--- Task inputs ---
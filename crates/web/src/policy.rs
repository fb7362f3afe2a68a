//! Who gets to see error details.

use murphy_http::protocol::RequestHeader;

/// Decides whether error text may be echoed back to the caller of a request.
///
/// Any `Fn(&RequestHeader) -> bool` is a policy:
///
/// ```
/// use murphy_web::JsonConfig;
///
/// let config = JsonConfig::builder()
///     .trust_policy(|req: &murphy_web::RequestHeader| req.headers().contains_key("x-debug"))
///     .build();
/// # let _ = config;
/// ```
pub trait TrustPolicy: Send + Sync {
    fn can_show_err(&self, req: &RequestHeader) -> bool;
}

impl<F> TrustPolicy for F
where
    F: Fn(&RequestHeader) -> bool + Send + Sync,
{
    #[inline]
    fn can_show_err(&self, req: &RequestHeader) -> bool {
        (self)(req)
    }
}

/// Trusts requests addressed to `localhost`, whatever the port.
#[derive(Debug, Clone, Copy, Default)]
pub struct LocalhostOnly;

impl TrustPolicy for LocalhostOnly {
    fn can_show_err(&self, req: &RequestHeader) -> bool {
        req.host().is_some_and(|host| host.eq_ignore_ascii_case("localhost"))
    }
}

/// Trusts every request.
#[derive(Debug, Clone, Copy, Default)]
pub struct TrustAll;

impl TrustPolicy for TrustAll {
    fn can_show_err(&self, _req: &RequestHeader) -> bool {
        true
    }
}

/// Trusts no request.
#[derive(Debug, Clone, Copy, Default)]
pub struct TrustNone;

impl TrustPolicy for TrustNone {
    fn can_show_err(&self, _req: &RequestHeader) -> bool {
        false
    }
}
//! The async seam between a serving stack and a request handler.

use std::error::Error;

use async_trait::async_trait;
use http::{Request, Response};
use http_body::Body;

/// A request handler as seen by the serving stack.
///
/// The stack hands over the full inbound request and receives the complete
/// response. Handlers which report every failure through the response itself
/// use [`std::convert::Infallible`] as their error type.
#[async_trait]
pub trait Handler<ReqBody>: Send + Sync {
    type RespBody: Body;
    type Error: Into<Box<dyn Error + Send + Sync>>;

    async fn call(&self, req: Request<ReqBody>) -> Result<Response<Self::RespBody>, Self::Error>;
}

#[async_trait]
impl<ReqBody, H> Handler<ReqBody> for std::sync::Arc<H>
where
    ReqBody: Send + 'static,
    H: Handler<ReqBody> + ?Sized,
{
    type RespBody = H::RespBody;
    type Error = H::Error;

    async fn call(&self, req: Request<ReqBody>) -> Result<Response<Self::RespBody>, Self::Error> {
        (**self).call(req).await
    }
}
---
■ Task prompt
Taking the line with "a request handler." as the first, copy every line through the end of the entries above exactly, with no others.

■ Reply to the task
//! The async seam between a serving stack and a request handler.

use std::error::Error;

use async_trait::async_trait;
use http::{Request, Response};
use http_body::Body;

/// A request handler as seen by the serving stack.
///
/// The stack hands over the full inbound request and receives the complete
/// response. Handlers which report every failure through the response itself
/// use [`std::convert::Infallible`] as their error type.
#[async_trait]
pub trait Handler<ReqBody>: Send + Sync {
    type RespBody: Body;
    type Error: Into<Box<dyn Error + Send + Sync>>;

    async fn call(&self, req: Request<ReqBody>) -> Result<Response<Self::RespBody>, Self::Error>;
}

#[async_trait]
impl<ReqBody, H> Handler<ReqBody> for std::sync::Arc<H>
where
    ReqBody: Send + 'static,
    H: Handler<ReqBody> + ?Sized,
{
    type RespBody = H::RespBody;
    type Error = H::Error;

    async fn call(&self, req: Request<ReqBody>) -> Result<Response<Self::RespBody>, Self::Error> {
        (**self).call(req).await
    }
}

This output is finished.